Qu’est-ce que le logos, le thumos, l’épithumia ? Que représente le cerveau du cœur ? Ou encore la « grande raison du corps » ? Seul le cerveau pense-t-il ? Doit-on plutôt dire : « ça pense en moi » ? Comment penser les rapports entre l’âme et le corps ? A quoi renvoie la glande pinéale dont nous a parlé Descartes ?
Toute connaissance produite par les sciences mérite ainsi certainement de nourrir la réflexion philosophique. Le découpage du cerveau d’Einstein en 240 lamelles, malgré l’opposition qu’il avait exprimée de son vivant, a peut-être permis d’en savoir plus sur les rapports entre l’activité cérébrale et la pensée. Mais un cerveau n’est pas qu’une machine à produire de nombreuses idées. D’ailleurs, Einstein pensait précisément qu’une idée était quelque chose de très rare… Faire de la science, c’est peut-être penser contre son cerveau, c’est-à-dire « malgré l’évidence » ? Nous pensons évidemment avec notre cerveau, mais aussi contre certaines idées que notre cerveau nous présente comme évidentes. « Penser contre soi-même » a d’ailleurs pour anagramme « comme serpenter en soi », comme si cette idée d’une contre-pensée allait jusqu’à s’inscrire, en majuscules comiques pour reprendre l’expression de Nietzsche, jusque dans l’adn de notre pensée elle-même. La pensée est un dialogue, et penser, c’est certainement souvent dire non, nous rappelle le philosophe Alain. Une loi peut bel et bien contredire l’observation, comme ce fut le cas avec la loi de la chute des corps énoncée par Galilée.
Qu’est-ce que l’intelligence artificielle ? Le mot intelligence a-t-il le même sens en anglais et en français ?
Peut-on s’élever grâce à des obstacles ? Doit-on reconnaître que plus on avance et plus l’évidence s’efface ? Les émotions peuvent-elles empêcher de penser, ou au contraire peuvent-elles faciliter l’apprentissage ? Quels sont les rapports entre la conscience et l’inconscient ? Le cerveau a-t-il le monopole de la pensée ?

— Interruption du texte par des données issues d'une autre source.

//! Command assembler: scaled document to ordered ZPL command list.
//!
//! Elements are walked in document z-order, so identical input always
//! yields an identical command list. Every embedded raster gets its own
//! resource name (`IMG<z-index>`); sharing one name across distinct
//! rasters makes the device recall the wrong image.

use image::GrayImage;
use label_model::{ElementKind, ScaledDocument};
use tracing::{debug, warn};

use crate::command::ZplCommand;
use crate::graphics::pack_rows;
use crate::options::{RenderOptions, Strategy};

/// Printer memory device letter used for downloaded graphics.
const GRAPHIC_DEVICE: char = 'R';

/// External collaborator that composes the whole scene into one bitmap.
pub trait SceneRasterizer {
    fn render(&self, doc: &ScaledDocument, dpi: u32) -> Result<GrayImage, String>;
}

#[derive(Debug, thiserror::Error)]
pub enum AssembleError {
    #[error("element {element:?} carries an undecodable raster payload: {source}")]
    BadRaster {
        element: String,
        #[source]
        source: image::ImageError,
    },

    #[error("whole-canvas strategy requires a scene rasterizer")]
    MissingRasterizer,

    #[error("scene rasterizer failed: {0}")]
    RasterizerFailed(String),
}

/// Map a rotation in degrees to the nearest ZPL field orientation.
fn orientation(rotation: f64) -> char {
    let quarter = ((rotation / 90.0).round() as i64).rem_euclid(4);
    match quarter {
        1 => 'R',
        2 => 'I',
        3 => 'B',
        _ => 'N',
    }
}

fn round_dot(v: f64) -> u32 {
    v.round().max(0.0) as u32
}

fn graphic_name(z_index: usize) -> String {
    format!("IMG{z_index}.GRF")
}

fn push_graphic(
    commands: &mut Vec<ZplCommand>,
    name: String,
    img: &GrayImage,
    x: u32,
    y: u32,
) {
    let packed = pack_rows(img);
    commands.push(ZplCommand::DownloadGraphic {
        device: GRAPHIC_DEVICE,
        name: name.clone(),
        bytes_per_row: packed.bytes_per_row,
        data: packed.data,
    });
    commands.push(ZplCommand::RecallGraphic { x, y, device: GRAPHIC_DEVICE, name });
}

/// Assemble a scaled document into an ordered command list.
///
/// `rasterizer` is only consulted for [`Strategy::WholeCanvas`].
pub fn assemble(
    scaled: &ScaledDocument,
    options: &RenderOptions,
    rasterizer: Option<&dyn SceneRasterizer>,
) -> Result<Vec<ZplCommand>, AssembleError> {
    let mut commands = vec![
        ZplCommand::StartFormat,
        ZplCommand::SetUnits {
            format_dpi: options.design_dpi,
            printer_dpi: options.printer_dpi,
        },
    ];

    match options.strategy {
        Strategy::PerElement => assemble_elements(scaled, &mut commands)?,
        Strategy::WholeCanvas => {
            let rasterizer = rasterizer.ok_or(AssembleError::MissingRasterizer)?;
            let scene = rasterizer
                .render(scaled, options.printer_dpi)
                .map_err(AssembleError::RasterizerFailed)?;
            push_graphic(&mut commands, graphic_name(0), &scene, 0, 0);
        }
    }

    commands.push(ZplCommand::EndFormat);
    debug!(commands = commands.len(), "Assembled command stream");
    Ok(commands)
}

fn assemble_elements(
    scaled: &ScaledDocument,
    commands: &mut Vec<ZplCommand>,
) -> Result<(), AssembleError> {
    for (z_index, el) in scaled.document.elements.iter().enumerate() {
        let x = round_dot(el.x);
        let y = round_dot(el.y);
        match el.kind {
            ElementKind::Text => {
                let glyph_h = round_dot(el.font_size);
                let glyph_w = round_dot(el.font_size * 0.6);
                commands.push(ZplCommand::TextField {
                    x,
                    y,
                    orient: orientation(el.rotation),
                    glyph_h,
                    glyph_w,
                    content: el.content.clone(),
                });
            }
            _ => {
                let Some(bytes) = el.data.as_deref() else {
                    warn!(element = %el.name, kind = ?el.kind, "No raster available, skipping");
                    continue;
                };
                let img = image::load_from_memory(bytes)
                    .map_err(|source| AssembleError::BadRaster {
                        element: el.name.clone(),
                        source,
                    })?
                    .to_luma8();
                push_graphic(commands, graphic_name(z_index), &img, x, y);
            }
        }
    }
    Ok(())
}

Nous en sommes certainement au balbutiement des connaissances sur notre cerveau. Quelle différence existe-t-il entre cerveau et système nerveux central ? Que sait-on du cerveau des insectes, des poulpes ? Comment définir la mémoire ? Quel lien entre le cerveau et l’anticipation ?
Darwin parlait de la racine-cerveau. Qu’est-ce que cela signifie ? Qu’est-ce que l’intelligence végétale ? Peut-on parler de mémoire végétale ? Comment les végétaux perçoivent-ils leur environnement ? Qu’est-ce que l’épistêmê ? La pensée est-elle un dialogue ? Peut-on dire, comme Platon, qu’elle est « ce dialogue intérieur et muet de l’âme avec elle-même » ? « Penserions-nous beaucoup et penserions-nous bien si nous ne pensions pas, pour ainsi dire, en commun avec d’autres, qui nous font part de leurs pensées et auxquels nous communiquons les nôtres ? », se questionnait le philosophe Emmanuel Kant dans « Qu’est-ce que s’orienter dans la pensée »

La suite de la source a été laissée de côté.